The Key To Transformational Embodiment
About 30 years ago I began searching for the universal ”skeleton key” to transformational change.
By the mid-1990s I had come to the conclusion that the ”key” to transformational change was part of what I began calling the somatic ground of being … embodiment … the foundation of ontological experience and awareness. This led to an approach using somatic interventions to instigate ontological transformation.
I remember sitting in the “Hypnotorium” with Roye at the front doing something with someone, a piece of profound transformational hypnosis.
This is very different from what many think of as hypnosis, i.e.: “You are getting sleepy … your eyes are getting heavy, tired, and they want to close … just let them close, NOW … going deeper into a deep, deep sense of relaxation … let yourself float down, even deeper, still …” and then some suggestions about stopping smoking or losing weight, or some other habit interruption and reframing.
It’s also obviously very different from stage hypnosis, (same script followed by), ”Now you will follow my suggestions … when I snap my fingers you will open your eyes, and when I mention the word “hypnosis” you will cluck like a chicken …” No, not anything like that at all.
Transformational hypnosis was … is … the art of shifting the ontological awareness you operate from about reality, what is real and how it is organized, and most importantly your place in relation to it.
Within the art of transformational hypnosis there is an intention not to change symptoms or behavior at the surface, but the structure of your perception at a deep and essential level, all the way down to the core of your sense of identity.
Now the way I was learning about how Roye worked was presented in what he referred to as “wholeform” … never truly broken down into steps to follow, but instead presented as a complete piece of work.
Someone would come in and present a life issue they were facing and within … a significant choice in a relationship maybe, or the need and desire to make a major change in their profession or lifestyle, it might be they were dealing with a major loss and were struggling with processing it fully, and as often it would have been someone who was simply stuck and yearning for a breakthrough to an imagined future that infuriatingly continued to elude them.
Roye would refer to whatever it was that the person presented as the ”presenting problem” and point out that it was simply the lens to a solution.
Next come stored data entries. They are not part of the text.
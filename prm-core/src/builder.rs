//! Builder utilities for configuring [`Prm`] planners.
//!
//! Exposes the search strategy selection surface and the parameter validation
//! applied before a planner is constructed.

use crate::{
    Result,
    collaborators::{Metric, NearestNeighbours, Sampler, Verifier},
    error::PrmError,
    prm::Prm,
};

/// Shortest-path procedure run over the roadmap when answering a query.
///
/// Both strategies return minimum-cost paths. Dijkstra is A* with a heuristic
/// that always returns zero; A* uses the metric distance to the goal and
/// usually expands fewer vertices.
///
/// # Examples
/// ```
/// use prm_core::SearchStrategy;
///
/// assert_eq!(SearchStrategy::default(), SearchStrategy::AStar);
/// ```
#[derive(Clone, Copy, Debug, Default, Eq, Hash, PartialEq)]
pub enum SearchStrategy {
    /// Informed search guided by the metric distance to the goal.
    #[default]
    AStar,
    /// Uninformed uniform-cost search.
    Dijkstra,
}

/// Validated tunables controlling roadmap density and query behaviour.
#[derive(Clone, Copy, Debug, PartialEq)]
pub struct PrmParams {
    max_degree: usize,
    max_neighbours: usize,
    max_radius: f64,
    search: SearchStrategy,
    same_component_edges: bool,
}

impl PrmParams {
    /// Returns the maximum number of edges incident to any vertex.
    #[must_use]
    #[rustfmt::skip]
    pub fn max_degree(&self) -> usize { self.max_degree }

    /// Returns the maximum number of candidates examined per insertion.
    #[must_use]
    #[rustfmt::skip]
    pub fn max_neighbours(&self) -> usize { self.max_neighbours }

    /// Returns the exclusive upper bound on connection distance.
    #[must_use]
    #[rustfmt::skip]
    pub fn max_radius(&self) -> f64 { self.max_radius }

    /// Returns the configured search strategy.
    #[must_use]
    #[rustfmt::skip]
    pub fn search(&self) -> SearchStrategy { self.search }

    /// Returns whether vertices already in the same component may be joined
    /// by an additional edge.
    #[must_use]
    #[rustfmt::skip]
    pub fn same_component_edges(&self) -> bool { self.same_component_edges }

    pub(crate) fn set_search(&mut self, search: SearchStrategy) {
        self.search = search;
    }
}

impl Default for PrmParams {
    fn default() -> Self {
        Self {
            max_degree: usize::MAX,
            max_neighbours: 30,
            max_radius: f64::INFINITY,
            search: SearchStrategy::AStar,
            same_component_edges: true,
        }
    }
}

/// Configures and constructs [`Prm`] instances.
///
/// # Examples
/// ```
/// use prm_core::{
///     Configuration, EuclideanMetric, LinearNearestNeighbours, PrmBuilder, SearchStrategy,
///     SequentialVerifier, UniformSampler,
/// };
///
/// let sampler = UniformSampler::new(
///     Configuration::from([0.0, 0.0]),
///     Configuration::from([1.0, 1.0]),
///     42,
/// )?;
/// let verifier = SequentialVerifier::new(|_: &Configuration| true, EuclideanMetric, 0.01)?;
/// let prm = PrmBuilder::new()
///     .with_max_degree(8)
///     .with_max_neighbours(12)
///     .with_max_radius(0.5)
///     .with_search(SearchStrategy::Dijkstra)
///     .build(sampler, verifier, EuclideanMetric, LinearNearestNeighbours::new(EuclideanMetric))?;
/// assert_eq!(prm.params().max_degree(), 8);
/// assert_eq!(prm.params().search(), SearchStrategy::Dijkstra);
/// # Ok::<(), Box<dyn std::error::Error>>(())
/// ```
#[derive(Clone, Debug)]
pub struct PrmBuilder {
    max_degree: usize,
    max_neighbours: usize,
    max_radius: f64,
    search: SearchStrategy,
    same_component_edges: bool,
}

impl Default for PrmBuilder {
    fn default() -> Self {
        let defaults = PrmParams::default();
        Self {
            max_degree: defaults.max_degree,
            max_neighbours: defaults.max_neighbours,
            max_radius: defaults.max_radius,
            search: defaults.search,
            same_component_edges: defaults.same_component_edges,
        }
    }
}

impl PrmBuilder {
    /// Creates a builder populated with default parameters: unbounded degree,
    /// 30 candidate neighbours, unbounded radius, A* search, redundant edges
    /// allowed.
    #[must_use]
    pub fn new() -> Self {
        Self::default()
    }

    /// Caps the number of edges incident to any vertex.
    #[must_use]
    pub fn with_max_degree(mut self, degree: usize) -> Self {
        self.max_degree = degree;
        self
    }

    /// Caps the number of candidates examined per insertion.
    #[must_use]
    pub fn with_max_neighbours(mut self, k: usize) -> Self {
        self.max_neighbours = k;
        self
    }

    /// Only candidates strictly closer than `radius` are considered.
    #[must_use]
    pub fn with_max_radius(mut self, radius: f64) -> Self {
        self.max_radius = radius;
        self
    }

    /// Selects the shortest-path procedure.
    #[must_use]
    pub fn with_search(mut self, search: SearchStrategy) -> Self {
        self.search = search;
        self
    }

    /// Allows or forbids edges between vertices already in one component.
    #[must_use]
    pub fn with_same_component_edges(mut self, allowed: bool) -> Self {
        self.same_component_edges = allowed;
        self
    }

    /// Validates the configuration into a [`PrmParams`].
    ///
    /// # Errors
    /// Returns [`PrmError::InvalidParameters`] when `max_degree` or
    /// `max_neighbours` is zero, or `max_radius` is NaN or not positive.
    ///
    /// # Examples
    /// ```
    /// use prm_core::PrmBuilder;
    ///
    /// assert!(PrmBuilder::new().with_max_neighbours(0).params().is_err());
    /// assert!(PrmBuilder::new().with_max_radius(f64::NAN).params().is_err());
    /// ```
    pub fn params(&self) -> Result<PrmParams> {
        if self.max_degree == 0 {
            return Err(PrmError::InvalidParameters {
                reason: "max_degree must be greater than zero".into(),
            });
        }
        if self.max_neighbours == 0 {
            return Err(PrmError::InvalidParameters {
                reason: "max_neighbours must be greater than zero".into(),
            });
        }
        if self.max_radius.is_nan() || self.max_radius <= 0.0 {
            return Err(PrmError::InvalidParameters {
                reason: format!("max_radius must be positive (got {})", self.max_radius),
            });
        }
        Ok(PrmParams {
            max_degree: self.max_degree,
            max_neighbours: self.max_neighbours,
            max_radius: self.max_radius,
            search: self.search,
            same_component_edges: self.same_component_edges,
        })
    }

    /// Validates the configuration and constructs a [`Prm`] owning the given
    /// collaborators.
    ///
    /// # Errors
    /// Propagates the validation errors of [`PrmBuilder::params`].
    pub fn build<S, V, M, N>(
        self,
        sampler: S,
        verifier: V,
        metric: M,
        nearest: N,
    ) -> Result<Prm<S, V, M, N>>
    where
        S: Sampler,
        V: Verifier,
        M: Metric,
        N: NearestNeighbours,
    {
        let params = self.params()?;
        Ok(Prm::new(params, sampler, verifier, metric, nearest))
    }
}

#[cfg(test)]
mod tests {
    use super::*;

    use rstest::rstest;

    #[test]
    fn defaults_match_the_documented_values() {
        let params = PrmBuilder::new().params().expect("defaults are valid");
        assert_eq!(params, PrmParams::default());
        assert_eq!(params.max_degree(), usize::MAX);
        assert_eq!(params.max_neighbours(), 30);
        assert!(params.max_radius().is_infinite());
        assert!(params.same_component_edges());
    }

    #[rstest]
    #[case::zero_degree(PrmBuilder::new().with_max_degree(0))]
    #[case::zero_neighbours(PrmBuilder::new().with_max_neighbours(0))]
    #[case::zero_radius(PrmBuilder::new().with_max_radius(0.0))]
    #[case::negative_radius(PrmBuilder::new().with_max_radius(-1.0))]
    #[case::nan_radius(PrmBuilder::new().with_max_radius(f64::NAN))]
    fn invalid_parameters_are_rejected(#[case] builder: PrmBuilder) {
        let err = builder.params().expect_err("parameters are invalid");
        assert!(matches!(err, PrmError::InvalidParameters { .. }));
    }

    #[test]
    fn setters_are_applied() {
        let params = PrmBuilder::new()
            .with_max_degree(3)
            .with_max_neighbours(7)
            .with_max_radius(0.25)
            .with_search(SearchStrategy::Dijkstra)
            .with_same_component_edges(false)
            .params()
            .expect("parameters are valid");
        assert_eq!(params.max_degree(), 3);
        assert_eq!(params.max_neighbours(), 7);
        assert_eq!(params.max_radius(), 0.25);
        assert_eq!(params.search(), SearchStrategy::Dijkstra);
        assert!(!params.same_component_edges());
    }
}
The trick of course was to be able to elicit and discern the solution that had been obfuscated by the presenting problem and remained unavailable to the one presenting it.
So I would come, a couple or a few times a month, or even weekly, to sit in the Hypnotorium with Roye to learn the secrets of the deep art of transformational hypnosis. I have to admit that for months the entirety of it eluded me and all I could gather from what he was doing at the front of the room was bits and pieces of technique.
Maybe I would pick up a way of leading someone into an altered state with some bit of language. Or, I’d notice that Roye would alter his posture to be more like the person he was working with, and yet with all these bits and pieces I was gathering my skill remained mostly limited to working at best at the surface of things.
Then it happened …
I think maybe I was tired, or frustrated, but I’d given up trying to “get it” and I just sat there as Roye was doing a piece of work with someone and I saw the whole thing!
This wasn’t the process he was using, or what he was doing, it was what he was noticing about the person in front of him. They are the whole thing!
This is where the magic happens. I got that absolutely in that instant, as fleeting as it was and as difficult to recapture. By trying to “get it” … looking and listening for what it was, I remained unable to get the “whole thing” … the entirety of what happens moment to moment as you are with someone.
The “whole thing” is the entirety of how someone is organized in any given moment AND how they change moment to moment in an endlessly choreographed dance of dynamic movement.
This way of seeing became the essence of the work I do and teach in MythoSelf Process and Soma-Semantics models.
I proposed we have a fundamental, ontological state of being that is innate to us, because of the deep integration between the somatic and semantic structure of wholeform experience that treats the body-mind as an integrated singularity. This state of being always emerges in wholeform as a singularity all at once.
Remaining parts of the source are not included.